PROBLEM DESCRIPTION
Show the lines below where "SyncResponse" occurs.

———

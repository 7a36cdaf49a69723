//! 资源同步模型
//!
//! 该模块定义了从成员集群向联邦控制平面同步资源时使用的请求、响应和差异条目，
//! 以及支持同步的资源类型。

use serde::{Deserialize, Serialize};
use std::fmt;
use std::str::FromStr;

use crate::error::{Error, Result};

/// 支持同步的资源类型
#[derive(Debug, Clone, Copy, PartialEq, Eq, PartialOrd, Ord, Hash, Serialize, Deserialize)]
#[serde(rename_all = "lowercase")]
pub enum ResourceKind {
    Namespace,
    Deployment,
    StatefulSet,
    DaemonSet,
    Job,
    CronJob,
    ConfigMap,
    Secret,
}

impl ResourceKind {
    /// 所有支持的资源类型
    pub const ALL: [ResourceKind; 8] = [
        ResourceKind::Namespace,
        ResourceKind::Deployment,
        ResourceKind::StatefulSet,
        ResourceKind::DaemonSet,
        ResourceKind::Job,
        ResourceKind::CronJob,
        ResourceKind::ConfigMap,
        ResourceKind::Secret,
    ];

    /// API 组，核心组为空字符串
    pub fn group(&self) -> &'static str {
        match self {
            ResourceKind::Namespace | ResourceKind::ConfigMap | ResourceKind::Secret => "",
            ResourceKind::Deployment | ResourceKind::StatefulSet | ResourceKind::DaemonSet => {
                "apps"
            }
            ResourceKind::Job | ResourceKind::CronJob => "batch",
        }
    }

    /// API 版本
    pub fn version(&self) -> &'static str {
        "v1"
    }

    /// Kubernetes 中的 Kind 名称
    pub fn kind(&self) -> &'static str {
        match self {
            ResourceKind::Namespace => "Namespace",
            ResourceKind::Deployment => "Deployment",
            ResourceKind::StatefulSet => "StatefulSet",
            ResourceKind::DaemonSet => "DaemonSet",
            ResourceKind::Job => "Job",
            ResourceKind::CronJob => "CronJob",
            ResourceKind::ConfigMap => "ConfigMap",
            ResourceKind::Secret => "Secret",
        }
    }

    /// REST 路径中的复数资源名
    pub fn plural(&self) -> &'static str {
        match self {
            ResourceKind::Namespace => "namespaces",
            ResourceKind::Deployment => "deployments",
            ResourceKind::StatefulSet => "statefulsets",
            ResourceKind::DaemonSet => "daemonsets",
            ResourceKind::Job => "jobs",
            ResourceKind::CronJob => "cronjobs",
            ResourceKind::ConfigMap => "configmaps",
            ResourceKind::Secret => "secrets",
        }
    }

    /// 是否为命名空间级资源
    pub fn is_namespaced(&self) -> bool {
        !matches!(self, ResourceKind::Namespace)
    }
}

impl fmt::Display for ResourceKind {
    fn fmt(&self, f: &mut fmt::Formatter<'_>) -> fmt::Result {
        match self {
            ResourceKind::Namespace => write!(f, "namespace"),
            ResourceKind::Deployment => write!(f, "deployment"),
            ResourceKind::StatefulSet => write!(f, "statefulset"),
            ResourceKind::DaemonSet => write!(f, "daemonset"),
            ResourceKind::Job => write!(f, "job"),
            ResourceKind::CronJob => write!(f, "cronjob"),
            ResourceKind::ConfigMap => write!(f, "configmap"),
            ResourceKind::Secret => write!(f, "secret"),
        }
    }
}

impl FromStr for ResourceKind {
    type Err = Error;

    fn from_str(s: &str) -> Result<Self> {
        match s {
            "namespace" => Ok(ResourceKind::Namespace),
            "deployment" => Ok(ResourceKind::Deployment),
            "statefulset" => Ok(ResourceKind::StatefulSet),
            "daemonset" => Ok(ResourceKind::DaemonSet),
            "job" => Ok(ResourceKind::Job),
            "cronjob" => Ok(ResourceKind::CronJob),
            "configmap" => Ok(ResourceKind::ConfigMap),
            "secret" => Ok(ResourceKind::Secret),
            _ => Err(Error::UnsupportedResourceKind),
        }
    }
}

/// 同步请求
///
/// 只在 `create_namespaces` 中列出的命名空间会被创建，`data` 中引用的命名空间不会隐式创建。
#[derive(Debug, Clone, Default, PartialEq, Eq, Serialize, Deserialize)]
pub struct SyncRequest {
    /// 需要在控制平面创建的命名空间
    #[serde(rename = "createNamespace", alias = "createNamespaces", default)]
    pub create_namespaces: Vec<String>,
    /// 按命名空间分组的待同步资源
    #[serde(default)]
    pub data: Vec<SyncRequestData>,
}

/// 单个命名空间下的待同步资源
#[derive(Debug, Clone, Default, PartialEq, Eq, Serialize, Deserialize)]
pub struct SyncRequestData {
    /// 命名空间
    pub namespace: String,
    /// 按资源类型分组的资源名称
    #[serde(default)]
    pub list: Vec<SyncRequestResource>,
}

/// 单个资源类型下的资源名称
///
/// `kind` 保留原始字符串，未知类型在同步时整体计为失败。
#[derive(Debug, Clone, Default, PartialEq, Eq, Serialize, Deserialize)]
pub struct SyncRequestResource {
    /// 资源类型
    pub kind: String,
    /// 资源名称
    #[serde(default)]
    pub list: Vec<String>,
}

impl SyncRequest {
    /// 请求中声明的资源总数，包括待创建的命名空间
    pub fn declared_resources(&self) -> usize {
        self.create_namespaces.len()
            + self
                .data
                .iter()
                .flat_map(|d| d.list.iter())
                .map(|r| r.list.len())
                .sum::<usize>()
    }
}

/// 同步结果统计
///
/// 每次计数都同时累加 `total_resource`，因此 `total = fail + success` 恒成立。
#[derive(Debug, Clone, Copy, Default, PartialEq, Eq, Serialize, Deserialize)]
#[serde(rename_all = "camelCase")]
pub struct SyncResponse {
    /// 资源总数
    pub total_resource: usize,
    /// 失败数
    pub fail_resource: usize,
    /// 成功数
    pub success_resource: usize,
}

impl SyncResponse {
    /// 记录一个成功的资源
    pub fn succeed(&mut self) {
        self.total_resource += 1;
        self.success_resource += 1;
    }

    /// 记录若干个失败的资源
    pub fn fail(&mut self, count: usize) {
        self.total_resource += count;
        self.fail_resource += count;
    }

    /// 计数是否一致
    pub fn is_consistent(&self) -> bool {
        self.total_resource == self.fail_resource + self.success_resource
    }
}

/// 差异报告条目
#[derive(Debug, Clone, PartialEq, Eq, Serialize, Deserialize)]
#[serde(rename_all = "camelCase")]
pub struct SyncResource {
    /// 资源名称
    pub name: String,
    /// 控制平面中是否已存在同名资源
    pub is_duplicated: bool,
}

#[cfg(test)]
mod tests {
    use super::*;

    #[test]
    fn test_resource_kind_round_trip_names() {
        for kind in ResourceKind::ALL {
            assert_eq!(kind.to_string().parse::<ResourceKind>().unwrap(), kind);
        }
        assert_eq!("pod".parse::<ResourceKind>(), Err(Error::UnsupportedResourceKind));
        assert_eq!("Deployment".parse::<ResourceKind>(), Err(Error::UnsupportedResourceKind));
    }

    #[test]
    fn test_resource_kind_scope() {
        assert!(!ResourceKind::Namespace.is_namespaced());
        assert!(ResourceKind::Job.is_namespaced());
        assert_eq!(ResourceKind::CronJob.group(), "batch");
        assert_eq!(ResourceKind::ConfigMap.group(), "");
        assert_eq!(ResourceKind::StatefulSet.plural(), "statefulsets");
    }

    #[test]
    fn test_resource_kind_orders_as_map_key() {
        let mut scopes = std::collections::BTreeMap::new();
        scopes.insert((ResourceKind::Secret, "ns1".to_string()), 2);
        scopes.insert((ResourceKind::Namespace, String::new()), 1);
        let kinds: Vec<ResourceKind> = scopes.keys().map(|(kind, _)| *kind).collect();
        assert_eq!(kinds, vec![ResourceKind::Namespace, ResourceKind::Secret]);
    }

    #[test]
    fn test_sync_request_wire_format() {
        let json = r#"{
            "createNamespace": ["ns1"],
            "data": [{"namespace": "ns1", "list": [{"kind": "deployment", "list": ["web", "api"]}]}]
        }"#;
        let request: SyncRequest = serde_json::from_str(json).unwrap();
        assert_eq!(request.create_namespaces, vec!["ns1"]);
        assert_eq!(request.data[0].list[0].list, vec!["web", "api"]);
        assert_eq!(request.declared_resources(), 3);

        let aliased: SyncRequest = serde_json::from_str(r#"{"createNamespaces": ["a"]}"#).unwrap();
        assert_eq!(aliased.create_namespaces, vec!["a"]);
        assert!(aliased.data.is_empty());
    }

    #[test]
    fn test_sync_response_counters() {
        let mut response = SyncResponse::default();
        assert!(response.is_consistent());

        response.succeed();
        response.fail(3);
        response.fail(0);
        assert_eq!(response.total_resource, 4);
        assert_eq!(response.fail_resource, 3);
        assert_eq!(response.success_resource, 1);
        assert!(response.is_consistent());

        let value = serde_json::to_value(response).unwrap();
        assert_eq!(value["totalResource"], 4);
        assert_eq!(value["successResource"], 1);
    }
}
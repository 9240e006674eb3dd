// src/logger.rs

use crate::config::Config;
use tracing_subscriber::fmt;
use tracing_subscriber::filter::EnvFilter;

/// Tracing setup. `RUST_LOG` wins, otherwise `info` plus request traces.
pub fn init(cfg: &Config) {
    let filter = EnvFilter::try_from_default_env()
        .unwrap_or_else(|_| EnvFilter::new("info,tower_http=debug"));

    fmt()
        .with_env_filter(filter)
        .with_target(false)
        .init();

    tracing::info!(
        "Logger initialized. Deriv endpoint = {}, serial keys loaded = {}",
        cfg.deriv_ws_url,
        cfg.serial_keys.len()
    );
}
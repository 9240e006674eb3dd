// src/models.rs
use serde::{Deserialize, Serialize};
use serde_json::Value;

use crate::exchange::types::OrderRequest;

/// Body of `POST /trade`.
#[derive(Debug, Default, Deserialize)]
pub struct TradeRequest {
    #[serde(default, rename = "serialKey")]
    pub serial_key: Option<String>,
    #[serde(default)]
    pub symbol: Option<String>,
    #[serde(default, deserialize_with = "num_or_str_as_f64_option::deserialize")]
    pub amount: Option<f64>,
    #[serde(default)]
    pub contract_type: Option<String>,
    #[serde(default)]
    pub deriv_api_token: Option<String>,
}

impl TradeRequest {
    /// `None` when a required field is missing, blank or the amount is not positive.
    pub fn to_order(&self) -> Option<OrderRequest> {
        let symbol = non_blank(&self.symbol)?;
        let contract_type = non_blank(&self.contract_type)?;
        let amount = positive(self.amount)?;
        Some(OrderRequest {
            symbol,
            amount,
            contract_type,
            api_token: non_blank(&self.deriv_api_token),
        })
    }
}

/// Body of `POST /api/trade`.
#[derive(Debug, Deserialize)]
pub struct SignalRequest {
    #[serde(default)]
    pub symbol: Option<String>,
    #[serde(default, deserialize_with = "num_or_str_as_f64_option::deserialize")]
    pub amount: Option<f64>,
    #[serde(default)]
    pub contract_type: Option<String>,
    #[serde(default = "default_stop_loss_percent", deserialize_with = "num_or_str_as_f64::deserialize")]
    pub stop_loss_percent: f64,
    #[serde(default = "default_take_profit_percent", deserialize_with = "num_or_str_as_f64::deserialize")]
    pub take_profit_percent: f64,
}

fn default_stop_loss_percent() -> f64 { 1.0 }
fn default_take_profit_percent() -> f64 { 2.0 }

impl SignalRequest {
    /// Symbol to analyse, if the request carries everything the analysis needs.
    pub fn validated_symbol(&self) -> Option<String> {
        non_blank(&self.contract_type)?;
        positive(self.amount)?;
        non_blank(&self.symbol)
    }
}

/// Event pushed to every `/ws` subscriber.
#[derive(Debug, Clone, Serialize)]
pub struct TradeUpdate {
    pub event: &'static str,
    pub data: Value,
    pub timestamp: i64,
}

impl TradeUpdate {
    pub const TRADE: &'static str = "tradeUpdate";
    pub const SIGNAL: &'static str = "signalUpdate";

    pub fn trade(data: Value) -> Self {
        Self { event: Self::TRADE, data, timestamp: chrono::Utc::now().timestamp_millis() }
    }

    pub fn signal(data: Value) -> Self {
        Self { event: Self::SIGNAL, data, timestamp: chrono::Utc::now().timestamp_millis() }
    }
}

fn non_blank(value: &Option<String>) -> Option<String> {
    value.as_deref().map(str::trim).filter(|s| !s.is_empty()).map(str::to_string)
}

fn positive(value: Option<f64>) -> Option<f64> {
    value.filter(|v| v.is_finite() && *v > 0.0)
}

// --- Lenient numeric fields: JSON number or numeric string ---
pub(crate) mod num_or_str_as_f64_option {
    use rust_decimal::Decimal;
    use rust_decimal::prelude::{FromStr, ToPrimitive};
    use serde::{Deserialize, Deserializer};
    use serde_json::Value;

    pub fn deserialize<'de, D>(deserializer: D) -> Result<Option<f64>, D::Error>
    where
        D: Deserializer<'de>,
    {
        Ok(match Option::<Value>::deserialize(deserializer)? {
            Some(Value::Number(n)) => n.as_f64(),
            Some(Value::String(s)) => Decimal::from_str(s.trim()).ok().and_then(|d| d.to_f64()),
            _ => None,
        })
    }
}

pub(crate) mod num_or_str_as_f64 {
    use serde::{Deserializer, de::Error};

    pub fn deserialize<'de, D>(deserializer: D) -> Result<f64, D::Error>
    where
        D: Deserializer<'de>,
    {
        super::num_or_str_as_f64_option::deserialize(deserializer)?
            .ok_or_else(|| D::Error::custom("expected a number"))
    }
}
// src/relay/routes/trades.rs

use axum::{
    extract::{Query, State},
    Json,
};
use serde::Deserialize;

use crate::relay::error::ApiError;
use crate::relay::state::AppState;
use crate::storage::{self, TradeRecord};

#[derive(Debug, Deserialize)]
pub struct TradesQuery {
    pub limit: Option<u32>,
}

/// `GET /trades`: journal, newest first.
pub async fn recent_trades(
    State(state): State<AppState>,
    Query(query): Query<TradesQuery>,
) -> Result<Json<Vec<TradeRecord>>, ApiError> {
    let limit = query.limit.unwrap_or(50).clamp(1, 500);
    Ok(Json(storage::list_recent_trades(&state.db, limit).await?))
}
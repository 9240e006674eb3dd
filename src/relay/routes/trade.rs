// src/relay/routes/trade.rs

use axum::{extract::rejection::JsonRejection, extract::State, Json};
use serde_json::Value;
use tracing::{error, info, warn};

use crate::models::{TradeRequest, TradeUpdate};
use crate::relay::error::ApiError;
use crate::relay::state::AppState;
use crate::storage;

/// `POST /trade`: serial key check, presence check, one order relayed to the broker.
pub async fn execute_trade(
    State(state): State<AppState>,
    body: Result<Json<TradeRequest>, JsonRejection>,
) -> Result<Json<Value>, ApiError> {
    let Json(request) = body.map_err(|e| ApiError::BadRequest(e.body_text()))?;

    let serial_key = request.serial_key.as_deref().unwrap_or_default();
    if !state.config.is_valid_serial_key(serial_key) {
        warn!("Trade rejected: invalid serial key");
        return Err(ApiError::InvalidSerialKey);
    }

    let order = request
        .to_order()
        .ok_or_else(|| ApiError::BadRequest("All fields are required.".into()))?;

    match state.broker.place_order(&order).await {
        Ok(receipt) => {
            info!(symbol = %order.symbol, contract_id = ?receipt.contract_id, "Trade filled");
            if let Err(e) = storage::insert_filled_trade(&state.db, &order, &receipt).await {
                error!("Failed to journal filled trade: {:#}", e);
            }
            state.publish(TradeUpdate::trade(receipt.raw.clone()));
            Ok(Json(receipt.raw))
        }
        Err(e) => {
            warn!(symbol = %order.symbol, "Trade failed: {}", e);
            if let Err(db_err) = storage::insert_failed_trade(&state.db, &order, &e.to_string()).await {
                error!("Failed to journal failed trade: {:#}", db_err);
            }
            Err(e.into())
        }
    }
}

———

FINISHED TASK
pub struct SyncResponse {
impl SyncResponse {
        let mut response = SyncResponse::default();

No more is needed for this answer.